WASHINGTON, DC – Today, U.S. Senator Sherrod Brown (D-OH) continued his call for a significant investment in bridge repairs after a report this week found that the pace of bridge repair has slowed, despite the fact that more than 47,000 bridges in the U.S. are ‘structurally deficient’ and in need of urgent repairs. Last Congress, Brown introduced legislation, the Bridge Investment Act, that would help eliminate the national bridge repair backlog. Brown plans to reintroduce a similar measure this year.

“This latest report underscores the importance of investing in bridge repair,” said Brown. “Ohioans travel over bridges every day to get to work or take their kids to school. They deserve a meaningful commitment and investment from the federal government to make sure these bridges are as safe as possible.” 

The report, released by the American Road and Transportation Builders Association, estimates it would take more than 80 years to repair the thousands of ‘structurally deficient’ bridges in the U.S. at the current pace.

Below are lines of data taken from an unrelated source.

impl FromStr for DateKeyUnit {
    type Err = DateError;

    fn from_str(s: &str) -> Result<Self> {
        match s.trim().to_ascii_lowercase().as_str() {
            "day" | "days" => Ok(DateKeyUnit::Day),
            "week" | "weeks" => Ok(DateKeyUnit::Week),
            "month" | "months" => Ok(DateKeyUnit::Month),
            "year" | "years" => Ok(DateKeyUnit::Year),
            _ => Err(DateError::InvalidKeyUnit(s.to_string())),
        }
    }
}

/// A parsed calendar key.
#[derive(Debug, Clone, Copy, PartialEq, Eq, Hash)]
pub enum DateKey {
    Day(NaiveDate),
    Week { year: i32, week: u32 },
    Month { year: i32, month: u32 },
    Year(i32),
}

impl DateKey {
    /// The key of `unit` that contains `date`.
    pub fn containing(date: NaiveDate, unit: DateKeyUnit) -> DateKey {
        match unit {
            DateKeyUnit::Day => DateKey::Day(date),
            DateKeyUnit::Week => {
                let (year, week) = sunday_week(date);
                DateKey::Week { year, week }
            }
            DateKeyUnit::Month => DateKey::Month {
                year: date.year(),
                month: date.month(),
            },
            DateKeyUnit::Year => DateKey::Year(date.year()),
        }
    }

    pub fn unit(&self) -> DateKeyUnit {
        match self {
            DateKey::Day(_) => DateKeyUnit::Day,
            DateKey::Week { .. } => DateKeyUnit::Week,
            DateKey::Month { .. } => DateKeyUnit::Month,
            DateKey::Year(_) => DateKeyUnit::Year,
        }
    }

    /// First calendar day covered by the key.
    pub fn first_day(&self) -> Option<NaiveDate> {
        match *self {
            DateKey::Day(date) => Some(date),
            DateKey::Week { year, week } => first_sunday(year)?.checked_add_days(Days::new(
                u64::from(week.checked_sub(1)?) * 7,
            )),
            DateKey::Month { year, month } => NaiveDate::from_ymd_opt(year, month, 1),
            DateKey::Year(year) => NaiveDate::from_ymd_opt(year, 1, 1),
        }
    }

    /// Last calendar day covered by the key.
    pub fn last_day(&self) -> Option<NaiveDate> {
        let first = self.first_day()?;
        match self {
            DateKey::Day(_) => Some(first),
            DateKey::Week { .. } => first.checked_add_days(Days::new(6)),
            DateKey::Month { .. } => first.checked_add_months(Months::new(1))?.pred_opt(),
            DateKey::Year(year) => NaiveDate::from_ymd_opt(*year, 12, 31),
        }
    }

    /// Expand the key to a range in `tz`, from midnight on its first day to
    /// 23:59:59.999999999 on its last.
    ///
    /// # Errors
    ///
    /// Returns [`DateError::InvalidDateKeyFormat`] when the key names a day
    /// chrono cannot represent. A day whose midnight falls in a DST gap
    /// starts when the clocks jump.
    pub fn to_range(&self, tz: Tz) -> Result<CalendarRange> {
        let (first, last) = self
            .first_day()
            .zip(self.last_day())
            .ok_or_else(|| DateError::InvalidDateKeyFormat(format!("'{self}' is out of range")))?;
        CalendarRange::new(start_of_day(first, tz)?, end_of_day(last, tz)?)
    }

    /// The key immediately after this one.
    fn following(&self) -> Option<DateKey> {
        let next_day = self.last_day()?.succ_opt()?;
        Some(DateKey::containing(next_day, self.unit()))
    }
}

impl fmt::Display for DateKey {
    fn fmt(&self, f: &mut fmt::Formatter<'_>) -> fmt::Result {
        match self {
            DateKey::Day(date) => write!(f, "{}", date.format("%Y-%m-%d")),
            DateKey::Week { year, week } => write!(f, "{year:04}-W{week:02}"),
            DateKey::Month { year, month } => write!(f, "{year:04}-{month:02}"),
            DateKey::Year(year) => write!(f, "{year:04}"),
        }
    }
}

impl FromStr for DateKey {
    type Err = DateError;

    /// Dispatch on shape: `-W` means a week, two hyphens a day, one hyphen a
    /// month, none a year.
    fn from_str(s: &str) -> Result<Self> {
        let invalid = |reason: &str| DateError::InvalidDateKeyFormat(format!("'{s}': {reason}"));

        if let Some((year, week)) = s.split_once("-W") {
            let year = parse_fixed(year, 4).ok_or_else(|| invalid("expected a 4-digit year"))?;
            let week = parse_fixed(week, 2).ok_or_else(|| invalid("expected a 2-digit week"))?;
            let key = DateKey::Week {
                year,
                week: week as u32,
            };
            // Week 53 only exists in some years.
            return match key.first_day() {
                Some(first) if week >= 1 && first.year() == year => Ok(key),
                _ => Err(invalid("week is out of range for the year")),
            };
        }

        let parts: Vec<&str> = s.split('-').collect();
        match parts.as_slice() {
            [year, month, day] => {
                let year = parse_fixed(year, 4).ok_or_else(|| invalid("expected a 4-digit year"))?;
                let month = parse_fixed(month, 2).ok_or_else(|| invalid("expected a 2-digit month"))?;
                let day = parse_fixed(day, 2).ok_or_else(|| invalid("expected a 2-digit day"))?;
                NaiveDate::from_ymd_opt(year, month as u32, day as u32)
                    .map(DateKey::Day)
                    .ok_or_else(|| invalid("no such calendar day"))
            }
            [year, month] => {
                let year = parse_fixed(year, 4).ok_or_else(|| invalid("expected a 4-digit year"))?;
                let month = parse_fixed(month, 2).ok_or_else(|| invalid("expected a 2-digit month"))?;
                if !(1..=12).contains(&month) {
                    return Err(invalid("month must be between 01 and 12"));
                }
                Ok(DateKey::Month {
                    year,
                    month: month as u32,
                })
            }
            [year] => parse_fixed(year, 4)
                .map(DateKey::Year)
                .ok_or_else(|| invalid("expected a 4-digit year")),
            _ => Err(invalid("too many '-' separators")),
        }
    }
}

// ── Week arithmetic ─────────────────────────────────────────────────────────

/// Parse exactly `width` ASCII digits.
fn parse_fixed(s: &str, width: usize) -> Option<i32> {
    if s.len() != width || !s.bytes().all(|b| b.is_ascii_digit()) {
        return None;
    }
    s.parse().ok()
}

fn is_leap_year(year: i32) -> bool {
    year % 4 == 0 && (year % 100 != 0 || year % 400 == 0)
}

/// Zero-based day of the year on which the year's first Sunday falls.
fn first_sunday_ordinal0(jan1_from_sunday: u32) -> u32 {
    (7 - jan1_from_sunday) % 7
}

fn first_sunday(year: i32) -> Option<NaiveDate> {
    let jan1 = NaiveDate::from_ymd_opt(year, 1, 1)?;
    let offset = first_sunday_ordinal0(jan1.weekday().num_days_from_sunday());
    jan1.checked_add_days(Days::new(u64::from(offset)))
}

/// The (year, week) a date belongs to under the Sunday-start convention.
fn sunday_week(date: NaiveDate) -> (i32, u32) {
    let ordinal0 = date.ordinal0();
    let weekday = date.weekday().num_days_from_sunday();
    let jan1 = (weekday + 7 - ordinal0 % 7) % 7;
    let first = first_sunday_ordinal0(jan1);
    if ordinal0 >= first {
        return (date.year(), (ordinal0 - first) / 7 + 1);
    }

    let prev_year = date.year() - 1;
    let prev_len = if is_leap_year(prev_year) { 366 } else { 365 };
    let prev_jan1 = (jan1 + 7 - prev_len % 7) % 7;
    let prev_first = first_sunday_ordinal0(prev_jan1);
    (prev_year, (ordinal0 + prev_len - prev_first) / 7 + 1)
}

// ── Key generation ──────────────────────────────────────────────────────────

/// Keys of `unit` for every calendar unit touched by `[start, end]`, in
/// order. Dates are taken in each bound's own zone.
pub fn date_keys_between<Z: TimeZone>(
    start: &DateTime<Z>,
    end: &DateTime<Z>,
    unit: DateKeyUnit,
) -> Result<Vec<DateKey>> {
    let last = end.date_naive();
    let mut keys = Vec::new();
    let mut key = DateKey::containing(start.date_naive(), unit);

    loop {
        let first = key
            .first_day()
            .ok_or_else(|| DateError::OutOfRange(format!("date key {key}")))?;
        if first > last {
            break;
        }
        keys.push(key);
        match key.following() {
            Some(next) => key = next,
            None => break,
        }
    }

    Ok(keys)
}
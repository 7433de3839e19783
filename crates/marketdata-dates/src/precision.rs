//! How precisely an instant was specified.
//!
//! [`Precision`] is totally ordered from coarsest (`Year`) to finest
//! (`Nanosecond`), so `min`/`max` pick the coarser/finer of two values.

use std::fmt;
use std::str::FromStr;

use chrono::{DateTime, Datelike, TimeZone, Timelike};
use serde::{Deserialize, Serialize};

use crate::error::DateError;

#[derive(Debug, Clone, Copy, PartialEq, Eq, PartialOrd, Ord, Hash, Serialize, Deserialize)]
#[serde(rename_all = "lowercase")]
pub enum Precision {
    Year,
    Month,
    Day,
    Hour,
    Minute,
    Second,
    Millisecond,
    Microsecond,
    Nanosecond,
}

impl Precision {
    pub const ALL: [Precision; 9] = [
        Precision::Year,
        Precision::Month,
        Precision::Day,
        Precision::Hour,
        Precision::Minute,
        Precision::Second,
        Precision::Millisecond,
        Precision::Microsecond,
        Precision::Nanosecond,
    ];

    pub fn as_str(&self) -> &'static str {
        match self {
            Precision::Year => "year",
            Precision::Month => "month",
            Precision::Day => "day",
            Precision::Hour => "hour",
            Precision::Minute => "minute",
            Precision::Second => "second",
            Precision::Millisecond => "millisecond",
            Precision::Microsecond => "microsecond",
            Precision::Nanosecond => "nanosecond",
        }
    }

    /// The coarser of two precisions.
    pub fn coarser(self, other: Precision) -> Precision {
        self.min(other)
    }

    /// The finer of two precisions.
    pub fn finer(self, other: Precision) -> Precision {
        self.max(other)
    }
}

impl fmt::Display for Precision {
    fn fmt(&self, f: &mut fmt::Formatter<'_>) -> fmt::Result {
        f.write_str(self.as_str())
    }
}

impl FromStr for Precision {
    type Err = DateError;

    fn from_str(s: &str) -> Result<Self, Self::Err> {
        let lowered = s.trim().to_ascii_lowercase();
        Precision::ALL
            .into_iter()
            .find(|p| p.as_str() == lowered)
            .ok_or_else(|| DateError::UnsupportedType(format!("unknown precision '{s}'")))
    }
}

/// Infer the coarsest component at which `dt` carries information.
///
/// Components are inspected from finest to coarsest in the instant's own
/// zone: any sub-second part means nanosecond precision; otherwise the first
/// non-zero of second, minute, hour wins; at midnight a day other than the
/// 1st means day precision, a month other than January means month
/// precision, and anything else is year precision.
pub fn infer_precision<Z: TimeZone>(dt: &DateTime<Z>) -> Precision {
    if dt.nanosecond() != 0 {
        Precision::Nanosecond
    } else if dt.second() != 0 {
        Precision::Second
    } else if dt.minute() != 0 {
        Precision::Minute
    } else if dt.hour() != 0 {
        Precision::Hour
    } else if dt.day() != 1 {
        Precision::Day
    } else if dt.month() != 1 {
        Precision::Month
    } else {
        Precision::Year
    }
}
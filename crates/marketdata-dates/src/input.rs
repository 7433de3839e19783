//! The closed set of values the resolver accepts.
//!
//! Callers rarely build a [`DateInput`] by hand; the `From` impls let any
//! integer, float, string, chrono instant or [`CalendarRange`] be passed
//! straight to [`crate::Resolver::resolve`] and friends.

use std::fmt;
use std::sync::Arc;

use chrono::{DateTime, TimeZone, Utc};

use crate::range::CalendarRange;

/// A zero-argument function producing an instant, invoked at resolution time.
pub type InstantProducer = Arc<dyn Fn() -> DateTime<Utc> + Send + Sync>;

#[derive(Clone)]
pub enum DateInput {
    /// An absent value. Always fails with `NilInput`.
    Nil,
    /// Booleans are never dates. Always fails with `UnsupportedType`.
    Boolean(bool),
    /// Classified by digit count: serial date or Unix time.
    Integer(i64),
    /// A spreadsheet serial date with an optional fractional day.
    Float(f64),
    /// A formatted date string, a numeric string, or a keyword.
    Text(String),
    Instant(DateTime<Utc>),
    /// Resolves to the range's start.
    Range(CalendarRange),
    Producer(InstantProducer),
}

impl DateInput {
    /// Wrap a closure that yields an instant.
    pub fn producer<F>(f: F) -> Self
    where
        F: Fn() -> DateTime<Utc> + Send + Sync + 'static,
    {
        DateInput::Producer(Arc::new(f))
    }

    /// Short name of the variant, for error messages.
    pub fn kind(&self) -> &'static str {
        match self {
            DateInput::Nil => "nil",
            DateInput::Boolean(_) => "boolean",
            DateInput::Integer(_) => "integer",
            DateInput::Float(_) => "float",
            DateInput::Text(_) => "text",
            DateInput::Instant(_) => "instant",
            DateInput::Range(_) => "range",
            DateInput::Producer(_) => "producer",
        }
    }
}

impl fmt::Debug for DateInput {
    fn fmt(&self, f: &mut fmt::Formatter<'_>) -> fmt::Result {
        match self {
            DateInput::Nil => f.write_str("Nil"),
            DateInput::Boolean(b) => f.debug_tuple("Boolean").field(b).finish(),
            DateInput::Integer(i) => f.debug_tuple("Integer").field(i).finish(),
            DateInput::Float(x) => f.debug_tuple("Float").field(x).finish(),
            DateInput::Text(s) => f.debug_tuple("Text").field(s).finish(),
            DateInput::Instant(dt) => f.debug_tuple("Instant").field(dt).finish(),
            DateInput::Range(r) => f.debug_tuple("Range").field(r).finish(),
            DateInput::Producer(_) => f.write_str("Producer(..)"),
        }
    }
}

macro_rules! impl_from_integer {
    ($($t:ty),*) => {
        $(
            impl From<$t> for DateInput {
                fn from(value: $t) -> Self {
                    DateInput::Integer(i64::from(value))
                }
            }
        )*
    };
}

impl_from_integer!(i8, i16, i32, i64, u8, u16, u32);

impl From<f64> for DateInput {
    fn from(value: f64) -> Self {
        DateInput::Float(value)
    }
}

impl From<f32> for DateInput {
    fn from(value: f32) -> Self {
        DateInput::Float(f64::from(value))
    }
}

impl From<bool> for DateInput {
    fn from(value: bool) -> Self {
        DateInput::Boolean(value)
    }
}

impl From<&str> for DateInput {
    fn from(value: &str) -> Self {
        DateInput::Text(value.to_string())
    }
}

impl From<String> for DateInput {
    fn from(value: String) -> Self {
        DateInput::Text(value)
    }
}

impl From<&String> for DateInput {
    fn from(value: &String) -> Self {
        DateInput::Text(value.clone())
    }
}

impl<Z: TimeZone> From<DateTime<Z>> for DateInput {
    fn from(value: DateTime<Z>) -> Self {
        DateInput::Instant(value.with_timezone(&Utc))
    }
}

impl<Z: TimeZone> From<&DateTime<Z>> for DateInput {
    fn from(value: &DateTime<Z>) -> Self {
        DateInput::Instant(value.with_timezone(&Utc))
    }
}

impl From<CalendarRange> for DateInput {
    fn from(value: CalendarRange) -> Self {
        DateInput::Range(value)
    }
}

impl From<&CalendarRange> for DateInput {
    fn from(value: &CalendarRange) -> Self {
        DateInput::Range(value.clone())
    }
}

impl<T: Into<DateInput>> From<Option<T>> for DateInput {
    fn from(value: Option<T>) -> Self {
        value.map_or(DateInput::Nil, Into::into)
    }
}

#[cfg(test)]
mod tests {
    use super::*;
    use chrono_tz::Asia::Tokyo;

    #[test]
    fn test_integer_widths_widen() {
        assert!(matches!(DateInput::from(36540_i32), DateInput::Integer(36540)));
        assert!(matches!(DateInput::from(7_u8), DateInput::Integer(7)));
        assert!(matches!(
            DateInput::from(4_000_000_000_u32),
            DateInput::Integer(4_000_000_000)
        ));
    }

    #[test]
    fn test_text_and_floats() {
        assert!(matches!(DateInput::from("today"), DateInput::Text(ref s) if s == "today"));
        assert!(matches!(DateInput::from(0.5_f32), DateInput::Float(x) if x == 0.5));
    }

    #[test]
    fn test_option_none_is_nil() {
        let none: Option<i64> = None;
        assert!(matches!(DateInput::from(none), DateInput::Nil));
        assert!(matches!(DateInput::from(Some("now")), DateInput::Text(_)));
    }

    #[test]
    fn test_zoned_instant_normalizes_to_utc() {
        let tokyo = Tokyo.with_ymd_and_hms(2024, 1, 1, 9, 0, 0).unwrap();
        match DateInput::from(tokyo) {
            DateInput::Instant(dt) => {
                assert_eq!(dt, Utc.with_ymd_and_hms(2024, 1, 1, 0, 0, 0).unwrap())
            }
            other => panic!("expected instant, got {other:?}"),
        }
    }

    #[test]
    fn test_producer_debug_and_kind() {
        let input = DateInput::producer(Utc::now);
        assert_eq!(format!("{input:?}"), "Producer(..)");
        assert_eq!(input.kind(), "producer");
        assert_eq!(DateInput::Nil.kind(), "nil");
    }
}
//! Error types for date resolution operations.

use thiserror::Error;

#[derive(Error, Debug, Clone, PartialEq, Eq)]
pub enum DateError {
    #[error("Nil input: a date value is required")]
    NilInput,

    #[error("Unsupported input type: {0}")]
    UnsupportedType(String),

    #[error("Unparseable date string: '{0}'")]
    UnparseableDateString(String),

    #[error("Ambiguous timestamp magnitude: {value} has {digits} digits")]
    AmbiguousTimestampMagnitude { value: String, digits: u32 },

    #[error("Invalid interval format: '{0}'")]
    InvalidIntervalFormat(String),

    #[error("Invalid date key format: {0}")]
    InvalidDateKeyFormat(String),

    #[error("Invalid date key unit: '{0}'")]
    InvalidKeyUnit(String),

    #[error("Empty input set: no dates were provided")]
    EmptyInputSet,

    #[error("Inverted range: start {start} is after end {end}")]
    InvertedRange { start: String, end: String },

    #[error("Invalid timezone: {0}")]
    InvalidTimezone(String),

    #[error("Value out of range: {0}")]
    OutOfRange(String),

    #[error("Nonexistent local time: {0}")]
    NonexistentLocalTime(String),
}

pub type Result<T> = std::result::Result<T, DateError>;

Brown, ranking member of the Senate Banking, Housing and Urban Affairs Committee, has introduced a bill with Ron Wyden (D-OR), ranking member of the Senate Finance Committee, and Sheldon Whitehouse (D-RI), a member of the Senate Committee on Environment and Public Works. The Senators’ respective Committees represent key Committees in developing an infrastructure package. The bill would help repair bridges of all sizes in urban and rural areas, and require all projects to use American-made steel and iron for bridge projects funded by the bill.

Brown’s bill would also:

  • Ensure that a bipartisan infrastructure package could rehabilitate or replace nationally significant large bridges, like the Brent Spence Bridge between Ohio and Kentucky. 
  • Create an innovative evaluation process for proposed projects to ensure the fair and efficient allocation of federal funding. 
  • Bundle medium and small projects into a single application to cut down on red tape and accelerate repairs.
  • Allow entities of all sizes and scope to apply for funding, including: states, counties, cities, metropolitan planning organizations, special purpose districts, public authorities with transportation functions, federal land management agencies and Indian tribes.

The American Society of Civil Engineers, the International Union of Operating Engineers, National League of Cities, North America’s Building Trades Union, the Transportation Trades Department, AFL-CIO, the American Road & Transportation Builders Association and the Associated General Contractors of America announced their support for the bill.